The Posterior Cruciate Ligament (PCL) is larger and stronger than the Anterior Cruciate Ligament (ACL).
  • Origin: It passes backwards and downwards from the bottom of the femur (thigh bone)
  • Insertion: to the top of the tibia (shin bone).
  • Function: Its main purpose is to prevent the tibia slipping backwards on the femur.
Occurrence
  • The injury can occur when an athlete falls to the ground on a bent knee, causing the upper tibia to strike the ground first. 
  • A prominent tibial tubercle resulting from Osgood Schlatter's disease may enhance the impact when the tibia strikes the ground.
How common is a PCL injury?
  • One study estimates that PCL injuries make up as many as 20% of all knee ligament injuries, but the diagnosis is often missed. This is due to the fact that many people can function normally without a PCL. However, detection of PCL injury is important because untreated PCL ruptures will lead to significant degeneration (osteoarthritis) of the knee and disability in later life.

 Signs and Symptoms

  • Unlike those with ACL injuries, patients who have PCL injuries do not usually experience much swelling or pain, and they report vague symptoms such as unsteadiness or insecurity of the knee. Patients who have chronic injuries may report pain around the kneecap.
  • One of the most widely used tests is the posterior drawer test. It is done with the patient lying on their back, the knee bent to a right-angle, and the foot flat on the table. In this position, the tibial plateau should lie 1 cm in front of the femoral condyles. The degree of PCL injury is determined by the extent that the tibia can be pushed backwards by the examiner:
  • No injury: The tibial plateau remains 1 cm in front of the femoral condyles.
  • Grade 1: The tibial plateau moves backwards but stays in front of the femoral condyles.
  • Grade 2: The tibial plateau moves backwards to lie level with the femoral condyles.
  • Grade 3: The tibial plateau moves backwards to lie behind the femoral condyles.
  • X-rays are useful to rule out avulsion fractures (where the PCL has been pulled away from one of its bony attachments).

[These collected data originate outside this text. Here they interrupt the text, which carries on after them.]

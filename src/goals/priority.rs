//! Goal priority levels with explicit ordering values
//!
//! Higher numeric value = higher priority. The interrupt protocol computes
//! integer gaps over these values; ties never preempt.

use derive_more::Display;
use serde::{Deserialize, Serialize};

#[derive(Debug, Clone, Copy, PartialEq, Eq, Hash, Serialize, Deserialize, Display)]
#[repr(i32)]
pub enum GoalPriority {
    #[display(fmt = "idle")]
    Idle = 0,
    #[display(fmt = "explore")]
    Explore = 20,
    #[display(fmt = "resource_normal")]
    ResourceNormal = 40,
    #[display(fmt = "combat")]
    Combat = 55,
    #[display(fmt = "resource_high")]
    ResourceHigh = 60,
    #[display(fmt = "high_survival")]
    HighSurvival = 80,
    #[display(fmt = "resource_critical")]
    ResourceCritical = 90,
    #[display(fmt = "critical_survival")]
    CriticalSurvival = 100,
}

impl GoalPriority {
    pub fn value(&self) -> i32 {
        *self as i32
    }

    /// True if this priority strictly outranks the other
    pub fn outranks(&self, other: &GoalPriority) -> bool {
        self.value() > other.value()
    }
}

impl PartialOrd for GoalPriority {
    fn partial_cmp(&self, other: &Self) -> Option<std::cmp::Ordering> {
        Some(self.cmp(other))
    }
}

impl Ord for GoalPriority {
    fn cmp(&self, other: &Self) -> std::cmp::Ordering {
        self.value().cmp(&other.value())
    }
}
//! Decision-core configuration with documented constants
//!
//! All tuning values are collected here with explanations of their purpose
//! and how they interact with each other. Everything is fixed at
//! initialization time; nothing in this struct is reloaded at runtime.

use serde::{Deserialize, Serialize};

use crate::core::error::{AiError, Result};

/// Configuration for the decision core
///
/// These values were tuned against live bot matches. Changing them shifts
/// how eagerly bots break off fights for pickups and how often they swap
/// weapons mid-engagement.
#[derive(Debug, Clone, Serialize, Deserialize)]
pub struct AiConfig {
    // === INTERRUPT PROTOCOL ===
    /// Default priority-point advantage a challenger goal needs to preempt
    ///
    /// A challenger must outrank the active goal by at least this many
    /// points (on the 0-100 priority scale) before an interrupt is even
    /// considered. Resource goals override this upward; see
    /// `resource_priority_gap`.
    pub min_priority_gap: i32,

    /// Priority gap required to preempt a resource-seeking goal
    ///
    /// Resource runs (health/ammo/weapon) are protected more tightly than
    /// generic goals so a bot that committed to a medkit run actually
    /// reaches the medkit instead of ping-ponging between objectives.
    pub resource_priority_gap: i32,

    /// Minimum commitment time before any goal may be interrupted (ms)
    ///
    /// Below this age a goal refuses interruption outright. Keeps the
    /// arbiter from thrashing between two goals whose priorities hover
    /// near each other across consecutive ticks.
    pub min_goal_duration_ms: u64,

    // === RESOURCE GOALS ===
    /// Lease duration when reserving a pickup (ms)
    ///
    /// Long enough to cross a mid-size arena to the item, short enough
    /// that a dead reserver frees the item quickly. Leases lapse purely
    /// by time; no release call is required.
    pub reservation_ttl_ms: u64,

    /// How long to stand on a pickup waiting for the engine to grant it (ms)
    ///
    /// Pickup grant is confirmed externally (collision trigger). If nothing
    /// arrives within this window the item is presumed contested or stuck
    /// and the goal retries elsewhere.
    pub pickup_wait_ms: u64,

    /// Arrival radius handed to the movement delegate for pickups (meters)
    ///
    /// Deliberately tighter than the general-purpose movement completion
    /// distance: the pickup trigger volume is ~0.5 m half-extent, so 0.3 m
    /// guarantees overlap and avoids false "arrived" signals.
    pub approach_radius: f32,

    /// Search radius when projecting an item position onto the navmesh (meters)
    pub nav_projection_radius: f32,

    /// Maximum alternative targets tried before a resource goal fails
    pub max_seek_attempts: u32,

    /// Cooldown after a failed resource goal before the same goal kind
    /// may be re-selected (ms)
    ///
    /// Prevents a bot from re-running a doomed medkit hunt every frame
    /// when the map simply has no reachable medkits.
    pub seek_retry_backoff_ms: u64,

    /// Health gain (fraction of max health) that counts as pickup success
    ///
    /// A health goal completes once health rises by at least this much
    /// during the wait window. 0.12 tolerates regen ticking underneath
    /// while still requiring a real pack.
    pub health_gain_success: f32,

    // === PRIORITY STEP FUNCTIONS ===
    /// Health ratio at or below which survival is critical
    pub health_critical_threshold: f32,

    /// Health ratio at or below which survival is high-priority
    pub health_low_threshold: f32,

    /// Health ratio at or below which a health run is still worthwhile
    pub health_seek_threshold: f32,

    /// Ammo ratio at or below which an ammo run is high-priority in combat
    pub ammo_combat_threshold: f32,

    /// Ammo ratio at or below which an ammo run is high-priority anywhere
    pub ammo_low_threshold: f32,

    // === WEAPON SELECTION ===
    /// Weapon score cache lifetime (ms)
    ///
    /// Scores are recomputed at most this often, not every frame. 200 ms is
    /// far below human reaction time and keeps scoring off the hot path.
    pub weapon_score_cache_ms: u64,

    /// Minimum time between weapon switches (ms)
    pub weapon_switch_cooldown_ms: u64,

    /// Score multiplier a recommended weapon must beat the current one by
    ///
    /// At 1.06, a candidate needs a ~6% advantage before a switch is worth
    /// the swap animation. Nudged upward by the caution personality trait.
    pub weapon_switch_margin: f32,

    /// Ammo ratio below which a switch away is forced
    pub ammo_force_switch_ratio: f32,

    /// Ammo advantage multiple another weapon needs to justify a forced switch
    pub ammo_material_advantage: f32,

    /// Blend weight of the fuzzy preference in the final weapon score
    ///
    /// The remaining (1 - weight) goes to the deterministic factor product.
    pub weapon_fuzzy_weight: f32,

    /// Estimated capacity multiplier when true per-weapon capacity is unknown
    ///
    /// The source game never tracked max carriable ammo, so ratios are
    /// computed against `current total x this multiplier`. This is an
    /// acknowledged approximation, not balance intent; hosts that know the
    /// real capacity should set it accordingly.
    pub ammo_capacity_multiplier: f32,

    // === DECISION MODULES ===
    /// Weight of the fuzzy output when blending combat aggression with a
    /// personality bias (the bias gets the remainder)
    pub aggression_fuzzy_weight: f32,

    /// Fractional priority-level delta applied per accuracy feedback step
    ///
    /// Tuned constant carried over from the source without re-derivation.
    pub accuracy_bias_step: f32,

    /// Fractional priority-level delta applied per survival-time feedback step
    ///
    /// Tuned constant carried over from the source without re-derivation.
    pub survival_bias_step: f32,

    // === DIAGNOSTICS ===
    /// Minimum interval between repeated throttled warnings (ms)
    pub diag_throttle_ms: u64,
}

impl Default for AiConfig {
    fn default() -> Self {
        Self {
            // Interrupt protocol
            min_priority_gap: 10,
            resource_priority_gap: 15,
            min_goal_duration_ms: 1_500,

            // Resource goals
            reservation_ttl_ms: 12_000,
            pickup_wait_ms: 5_000,
            approach_radius: 0.3,
            nav_projection_radius: 2.0,
            max_seek_attempts: 4,
            seek_retry_backoff_ms: 6_000,
            health_gain_success: 0.12,

            // Priority steps (critical < low < seek)
            health_critical_threshold: 0.15,
            health_low_threshold: 0.35,
            health_seek_threshold: 0.60,
            ammo_combat_threshold: 0.20,
            ammo_low_threshold: 0.30,

            // Weapon selection
            weapon_score_cache_ms: 200,
            weapon_switch_cooldown_ms: 600,
            weapon_switch_margin: 1.06,
            ammo_force_switch_ratio: 0.05,
            ammo_material_advantage: 2.0,
            weapon_fuzzy_weight: 0.7,
            ammo_capacity_multiplier: 6.0,

            // Decision modules
            aggression_fuzzy_weight: 0.7,
            accuracy_bias_step: 0.5,
            survival_bias_step: 0.5,

            // Diagnostics
            diag_throttle_ms: 5_000,
        }
    }
}

impl AiConfig {
    /// Create a new config with default values
    pub fn new() -> Self {
        Self::default()
    }

    /// Validate configuration for internal consistency
    pub fn validate(&self) -> Result<()> {
        if self.health_critical_threshold >= self.health_low_threshold
            || self.health_low_threshold >= self.health_seek_threshold
        {
            return Err(AiError::InvalidConfig(format!(
                "health thresholds must be ordered critical ({}) < low ({}) < seek ({})",
                self.health_critical_threshold,
                self.health_low_threshold,
                self.health_seek_threshold
            )));
        }

        if self.min_priority_gap <= 0 || self.resource_priority_gap < self.min_priority_gap {
            return Err(AiError::InvalidConfig(format!(
                "priority gaps must satisfy 0 < min ({}) <= resource ({})",
                self.min_priority_gap, self.resource_priority_gap
            )));
        }

        if !(1.0..=2.0).contains(&self.weapon_switch_margin) {
            return Err(AiError::InvalidConfig(format!(
                "weapon_switch_margin ({}) should be in [1.0, 2.0]",
                self.weapon_switch_margin
            )));
        }

        if !(0.0..=1.0).contains(&self.weapon_fuzzy_weight)
            || !(0.0..=1.0).contains(&self.aggression_fuzzy_weight)
        {
            return Err(AiError::InvalidConfig(
                "blend weights must be in [0, 1]".into(),
            ));
        }

        if self.approach_radius <= 0.0 || self.approach_radius > 0.5 {
            return Err(AiError::InvalidConfig(format!(
                "approach_radius ({}) must stay within the 0.5 m pickup trigger half-extent",
                self.approach_radius
            )));
        }

        if self.max_seek_attempts == 0 {
            return Err(AiError::InvalidConfig(
                "max_seek_attempts must be at least 1".into(),
            ));
        }

        Ok(())
    }
}

// === GLOBAL CONFIG ACCESS ===

use std::sync::OnceLock;

static CONFIG: OnceLock<AiConfig> = OnceLock::new();

/// Get the global decision-core config (initializes with defaults if not set)
pub fn config() -> &'static AiConfig {
    CONFIG.get_or_init(AiConfig::default)
}

/// Set the global decision-core config (can only be called once)
///
/// Returns Err if config was already set.
pub fn set_config(config: AiConfig) -> std::result::Result<(), AiConfig> {
    CONFIG.set(config)
}

#[cfg(test)]
mod tests {
    use super::*;

    #[test]
    fn test_default_config_is_valid() {
        assert!(AiConfig::default().validate().is_ok());
    }

    #[test]
    fn test_unordered_health_thresholds_rejected() {
        let mut cfg = AiConfig::default();
        cfg.health_critical_threshold = 0.5;
        cfg.health_low_threshold = 0.4;
        assert!(cfg.validate().is_err());
    }

    #[test]
    fn test_resource_gap_must_cover_base_gap() {
        let mut cfg = AiConfig::default();
        cfg.resource_priority_gap = 5;
        assert!(cfg.validate().is_err());
    }

    #[test]
    fn test_loose_approach_radius_rejected() {
        let mut cfg = AiConfig::default();
        cfg.approach_radius = 1.0;
        assert!(cfg.validate().is_err());
    }
}
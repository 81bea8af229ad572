//! Shared item-seeking driver for the resource goals
//!
//! One state machine covers the common shape of health/ammo/weapon runs:
//! find the nearest viable pickup, lease it, walk to it with a tight
//! arrival radius, then stand on it waiting for the engine to grant it.
//! Pickup collision is never simulated here; the wait phase polls only
//! external confirmation. Losing the lease mid-run is a recoverable
//! failure, answered by retrying an alternative target.

use crate::core::config::config;
use crate::core::types::{ItemKind, TimeMs};
use crate::goals::goal::{AgentContext, GoalReason};
use crate::world::{ApproachStatus, ItemSnapshot};

/// Internal sub-phase of a run
#[derive(Debug, Clone, Copy, PartialEq, Eq)]
enum SeekPhase {
    Idle,
    Approaching,
    WaitingForPickup { deadline: TimeMs },
}

/// Outcome of one driver tick
#[derive(Debug, Clone, Copy, PartialEq, Eq)]
pub enum SeekStep {
    InProgress,
    Failed(GoalReason),
}

/// Search / reserve / approach / wait machinery shared by resource goals
#[derive(Debug)]
pub struct ItemSeek {
    kind: ItemKind,
    phase: SeekPhase,
    target: Option<ItemSnapshot>,
    tried: Vec<crate::core::types::ItemId>,
    attempts: u32,
    min_weapon_quality: Option<u8>,
}

impl ItemSeek {
    pub fn new(kind: ItemKind) -> Self {
        Self {
            kind,
            phase: SeekPhase::Idle,
            target: None,
            tried: Vec::new(),
            attempts: 0,
            min_weapon_quality: None,
        }
    }

    /// Forget all run state; called on goal (re)activation
    pub fn reset(&mut self) {
        self.phase = SeekPhase::Idle;
        self.target = None;
        self.tried.clear();
        self.attempts = 0;
        self.min_weapon_quality = None;
    }

    /// Only pursue weapon pickups strictly above this quality.
    ///
    /// Without the floor a weapon run would chase the nearest rack even
    /// when it holds a kind the agent already carries, collect nothing
    /// new, and immediately re-seek the same rack.
    pub fn require_weapon_quality_above(&mut self, quality: u8) {
        self.min_weapon_quality = Some(quality);
    }

    /// The pickup currently being pursued
    pub fn target(&self) -> Option<&ItemSnapshot> {
        self.target.as_ref()
    }

    /// Standing on the pickup waiting for the grant
    pub fn is_waiting(&self) -> bool {
        matches!(self.phase, SeekPhase::WaitingForPickup { .. })
    }

    /// Acquire the next viable target and start moving toward it.
    ///
    /// Skips items that fail navmesh projection or whose lease is taken,
    /// charging one attempt per started target.
    pub fn start(&mut self, ctx: &mut AgentContext) -> Result<(), GoalReason> {
        let cfg = config();
        loop {
            if self.attempts >= cfg.max_seek_attempts {
                return Err(GoalReason::AttemptsExhausted);
            }
            let Some(found) =
                ctx.items
                    .closest_available(ctx.agent.position, self.kind, &self.tried, ctx.now)
            else {
                return Err(if self.attempts == 0 {
                    GoalReason::NoItemAvailable
                } else {
                    GoalReason::AttemptsExhausted
                });
            };

            if let Some(floor) = self.min_weapon_quality {
                if !found.weapon.map_or(false, |w| w.quality() > floor) {
                    self.tried.push(found.id);
                    continue;
                }
            }

            let Some(spot) = ctx
                .nav
                .project_to_traversable(found.position, cfg.nav_projection_radius)
            else {
                ctx.diag
                    .warn("nav_projection_failed", ctx.now, "pickup position off the navmesh");
                self.tried.push(found.id);
                continue;
            };

            if !ctx
                .items
                .reserve(found.id, ctx.agent.id, cfg.reservation_ttl_ms, ctx.now)
            {
                self.tried.push(found.id);
                continue;
            }

            self.attempts += 1;
            tracing::debug!(item = ?found.id, kind = %self.kind, attempt = self.attempts, "seek target acquired");
            ctx.movement.activate(spot, cfg.approach_radius);
            self.target = Some(found);
            self.phase = SeekPhase::Approaching;
            return Ok(());
        }
    }

    /// Drive one tick of the approach/wait machinery.
    ///
    /// The owning goal checks its own success condition before calling this;
    /// the driver only reports progress or unrecoverable failure.
    pub fn step(&mut self, ctx: &mut AgentContext) -> SeekStep {
        match self.phase {
            SeekPhase::Idle => SeekStep::Failed(GoalReason::NoItemAvailable),
            SeekPhase::Approaching => {
                if !self.target_still_available(ctx) {
                    return self.retry(ctx, GoalReason::ReservationLost);
                }
                match ctx.movement.execute(ctx.now) {
                    ApproachStatus::Moving => SeekStep::InProgress,
                    ApproachStatus::Arrived => {
                        self.phase = SeekPhase::WaitingForPickup {
                            deadline: ctx.now.saturating_add(config().pickup_wait_ms),
                        };
                        SeekStep::InProgress
                    }
                    ApproachStatus::Failed => self.retry(ctx, GoalReason::NavigationFailed),
                }
            }
            SeekPhase::WaitingForPickup { deadline } => {
                if !self.target_still_available(ctx) {
                    // Someone else took it while we stood on the pad
                    return self.retry(ctx, GoalReason::ReservationLost);
                }
                if ctx.now >= deadline {
                    ctx.diag
                        .warn("pickup_wait_timeout", ctx.now, "stood on pickup without a grant");
                    return self.retry(ctx, GoalReason::WaitTimeout);
                }
                SeekStep::InProgress
            }
        }
    }

    /// Release any held lease; safe to call repeatedly
    pub fn release(&mut self, ctx: &mut AgentContext) {
        if let Some(target) = self.target.take() {
            ctx.items.release(target.id, ctx.agent.id);
        }
        self.phase = SeekPhase::Idle;
    }

    fn target_still_available(&self, ctx: &AgentContext) -> bool {
        self.target
            .map(|t| ctx.items.is_available(t.id))
            .unwrap_or(false)
    }

    /// Abandon the current target and try the next one; surfaces `reason`
    /// when no alternative remains.
    fn retry(&mut self, ctx: &mut AgentContext, reason: GoalReason) -> SeekStep {
        if let Some(target) = self.target.take() {
            self.tried.push(target.id);
            ctx.items.release(target.id, ctx.agent.id);
        }
        ctx.movement.terminate();
        self.phase = SeekPhase::Idle;
        match self.start(ctx) {
            Ok(()) => SeekStep::InProgress,
            Err(GoalReason::NoItemAvailable) | Err(GoalReason::AttemptsExhausted) => {
                SeekStep::Failed(reason)
            }
            Err(other) => SeekStep::Failed(other),
        }
    }
}
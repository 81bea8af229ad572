//! The goal contract shared by every objective
//!
//! Goals are long-lived state machines owned by the arbiter: reset and
//! re-activated across runs, driven one `execute` per tick, terminated on
//! completion, failure or preemption. Kind dispatch is a closed enum; no
//! runtime type introspection.

use serde::{Deserialize, Serialize};

use crate::core::diag::DiagnosticsContext;
use crate::core::types::TimeMs;
use crate::goals::interrupt::InterruptPolicy;
use crate::goals::priority::GoalPriority;
use crate::world::{AgentState, ApproachDriver, ItemRegistry, Navigator, OutcomeSink};

/// Lifecycle status of a goal
#[derive(Debug, Clone, Copy, PartialEq, Eq, Serialize, Deserialize, derive_more::Display)]
pub enum GoalStatus {
    #[display(fmt = "inactive")]
    Inactive,
    #[display(fmt = "active")]
    Active,
    #[display(fmt = "completed")]
    Completed,
    #[display(fmt = "failed")]
    Failed,
}

/// Closed set of goal kinds
#[derive(Debug, Clone, Copy, PartialEq, Eq, Hash, Serialize, Deserialize, derive_more::Display)]
pub enum GoalKind {
    #[display(fmt = "get_health")]
    GetHealth,
    #[display(fmt = "get_ammo")]
    GetAmmo,
    #[display(fmt = "get_weapon")]
    GetWeapon,
}

/// Why a goal terminated; forwarded verbatim to the outcome sink
#[derive(Debug, Clone, Copy, PartialEq, Eq, Serialize, Deserialize, derive_more::Display)]
pub enum GoalReason {
    #[display(fmt = "resource_gained")]
    ResourceGained,
    #[display(fmt = "need_already_met")]
    NeedAlreadyMet,
    #[display(fmt = "quality_improved")]
    QualityImproved,
    #[display(fmt = "no_item_available")]
    NoItemAvailable,
    #[display(fmt = "reservation_lost")]
    ReservationLost,
    #[display(fmt = "navigation_failed")]
    NavigationFailed,
    #[display(fmt = "wait_timeout")]
    WaitTimeout,
    #[display(fmt = "attempts_exhausted")]
    AttemptsExhausted,
    #[display(fmt = "cooling_down")]
    CoolingDown,
    #[display(fmt = "preempted")]
    Preempted,
}

impl GoalReason {
    /// Whether this reason counts as success for the outcome sink
    pub fn is_success(&self) -> bool {
        matches!(
            self,
            GoalReason::ResourceGained | GoalReason::NeedAlreadyMet | GoalReason::QualityImproved
        )
    }
}

/// Mutable view over the agent's collaborators for one tick
pub struct AgentContext<'a> {
    pub agent: &'a AgentState,
    pub items: &'a mut dyn ItemRegistry,
    pub nav: &'a dyn Navigator,
    pub movement: &'a mut dyn ApproachDriver,
    pub sink: &'a mut dyn OutcomeSink,
    pub diag: &'a mut DiagnosticsContext,
    pub now: TimeMs,
}

/// A preemptible objective
pub trait Goal {
    fn kind(&self) -> GoalKind;
    fn status(&self) -> GoalStatus;

    /// Recomputed every arbitration tick from live agent state
    fn priority(&self, agent: &AgentState) -> GoalPriority;

    fn policy(&self) -> &InterruptPolicy;

    /// At a critical micro-phase (standing on the pickup, waiting for the
    /// grant) interruption is refused by the base gate.
    fn at_critical_phase(&self) -> bool {
        false
    }

    /// Whether this goal may be preempted right now.
    ///
    /// Base rule: the policy gate, with being under fire forcing true.
    /// Goals layer domain exceptions on top (see the ammo goal).
    fn can_interrupt(&self, agent: &AgentState, now: TimeMs) -> bool {
        self.policy()
            .can_interrupt(now, self.at_critical_phase(), agent.under_fire)
    }

    /// Whether the arbiter may select this goal at all (failure cooldowns)
    fn ready(&self, now: TimeMs) -> bool {
        let _ = now;
        true
    }

    /// Acquire a target and any reservations; may complete or fail
    /// immediately (need already met, nothing on the map).
    fn activate(&mut self, ctx: &mut AgentContext);

    /// Drive one tick; returns the resulting status
    fn execute(&mut self, ctx: &mut AgentContext) -> GoalStatus;

    /// Idempotent teardown: always attempts reservation release and
    /// notifies the outcome sink exactly once.
    fn terminate(&mut self, ctx: &mut AgentContext);
}
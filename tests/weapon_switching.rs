//! Weapon selection integration tests
//!
//! Run the fuzzy weapon-preference module end-to-end into the selector:
//! the preference output feeds the desirability curves, the deterministic
//! factors feed off live agent state, and the switch rules sit on top.

use ironsight::core::types::{AgentId, WeaponKind};
use ironsight::decision::{BotPersonality, DecisionEngine};
use ironsight::weapons::{SwitchReason, WeaponSelector};
use ironsight::world::{AgentState, WeaponState};

fn arsenal(weapons: &[(WeaponKind, u32, u32)]) -> AgentState {
    let mut agent = AgentState::new(AgentId::new(), 100.0);
    agent.weapons.clear();
    for (kind, ammo, capacity) in weapons {
        agent.weapons.insert(
            *kind,
            WeaponState {
                owned: true,
                ammo: *ammo,
                capacity: Some(*capacity),
                hit_ratio: 0.5,
            },
        );
    }
    agent
}

/// Close-quarters fight: the fuzzy module leans low, the shotgun's
/// desirability curve peaks there, and a stocked shotgun wins the ranking.
#[test]
fn test_close_range_preference_selects_shotgun() {
    let mut engine = DecisionEngine::new();
    let preference = engine.evaluate_weapon_preference(3.0, 0.9, 0.2);
    assert!((0.0..=1.0).contains(&preference));

    let mut agent = arsenal(&[
        (WeaponKind::Pistol, 12, 12),
        (WeaponKind::Shotgun, 8, 8),
    ]);
    agent.current_weapon = WeaponKind::Pistol;
    let mut selector = WeaponSelector::new();
    let best = selector.select_best_weapon(&agent, 3.0, preference, 0);
    assert_eq!(best, Some(WeaponKind::Shotgun));
}

/// Pistol to shotgun at close range is an upgrade: accepted without the
/// score-margin hysteresis.
#[test]
fn test_pistol_upgrade_is_never_hesitant() {
    let mut agent = arsenal(&[
        (WeaponKind::Pistol, 12, 12),
        (WeaponKind::Shotgun, 8, 8),
    ]);
    agent.current_weapon = WeaponKind::Pistol;
    let mut selector = WeaponSelector::new();
    let personality = BotPersonality::default();

    let decision = selector.should_switch_weapon(&agent, 3.0, 0.1, &personality, 10_000);
    assert!(decision.should_switch);
    assert_eq!(decision.target, Some(WeaponKind::Shotgun));
    assert_eq!(decision.reason, SwitchReason::PistolUpgrade);
}

/// Every owned weapon dry: no switch target exists, the decision names the
/// depletion and recommends a defensive fallback.
#[test]
fn test_depleted_arsenal_signals_flee() {
    let mut agent = arsenal(&[
        (WeaponKind::Pistol, 0, 12),
        (WeaponKind::Machinegun, 0, 100),
    ]);
    agent.current_weapon = WeaponKind::Machinegun;
    let mut selector = WeaponSelector::new();
    let personality = BotPersonality::default();

    let decision = selector.should_switch_weapon(&agent, 10.0, 0.5, &personality, 0);
    assert!(!decision.should_switch);
    assert!(decision.flee_recommended);
    assert_eq!(decision.reason, SwitchReason::AllWeaponsDepleted);
}

/// Back-to-back switch requests inside the cooldown window hold, then the
/// same request goes through once the window lapses.
#[test]
fn test_switch_cooldown_window() {
    let mut agent = arsenal(&[
        (WeaponKind::Pistol, 12, 12),
        (WeaponKind::Shotgun, 8, 8),
    ]);
    agent.current_weapon = WeaponKind::Pistol;
    let mut selector = WeaponSelector::new();
    let personality = BotPersonality::default();

    let first = selector.should_switch_weapon(&agent, 3.0, 0.1, &personality, 1_000);
    assert!(first.should_switch);
    selector.note_switched(1_000);

    let held = selector.should_switch_weapon(&agent, 3.0, 0.1, &personality, 1_200);
    assert_eq!(held.reason, SwitchReason::Cooldown);

    let after = selector.should_switch_weapon(&agent, 3.0, 0.1, &personality, 2_000);
    assert!(after.should_switch);
}

/// Holding a weapon that already fits the fight: no switch, even with an
/// alternative available, because the margin rule demands a material edge.
#[test]
fn test_margin_hysteresis_holds_current_weapon() {
    let mut engine = DecisionEngine::new();
    // Mid-range engagement with a healthy magazine
    let preference = engine.evaluate_weapon_preference(18.0, 0.8, 0.5);

    let mut agent = arsenal(&[
        (WeaponKind::Machinegun, 90, 100),
        (WeaponKind::Shotgun, 8, 8),
    ]);
    agent.current_weapon = WeaponKind::Machinegun;
    let mut selector = WeaponSelector::new();
    let personality = BotPersonality::default();

    let decision = selector.should_switch_weapon(&agent, 18.0, preference, &personality, 10_000);
    assert!(!decision.should_switch);
    assert_eq!(decision.reason, SwitchReason::NoBetterOption);
}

Magnetic Resonance Imaging (MRI) is useful in confirming the diagnosis. However, when the injury is chronic, an MRI may show an apparently normal PCL even though laxity may be present.

 Treatment

Recommendations for treating PCL injuries vary greatly. However, sensible recommendations are as follows:
  • Grade 1 or 2 PCL injuries should first receive non-operative treatment that includes aggressive quadriceps strengthening and full range-of-movement maintenance. Patients may return to sports when quadriceps and hamstring strength reaches 90% of the opposite side. This may take as long as 4-6 weeks.
  • Follow this up every 2 years with x-rays and a bone scan, to monitor joint status. If early signs of degenerative joint disease appear on the bone scan, PCL reconstruction should be considered. Surgical treatment should also be considered if symptoms develop or if function declines.
  • Grade 3 injuries should be treated with PCL reconstruction. Before surgery the patient should undertake rehabilitation to regain full range of motion and quadriceps strength.
  • Avulsion fractures should be treated surgically.
  • A PCL injury combined with significant ligament injuries should be treated with PCL reconstruction and repair of other injured structures.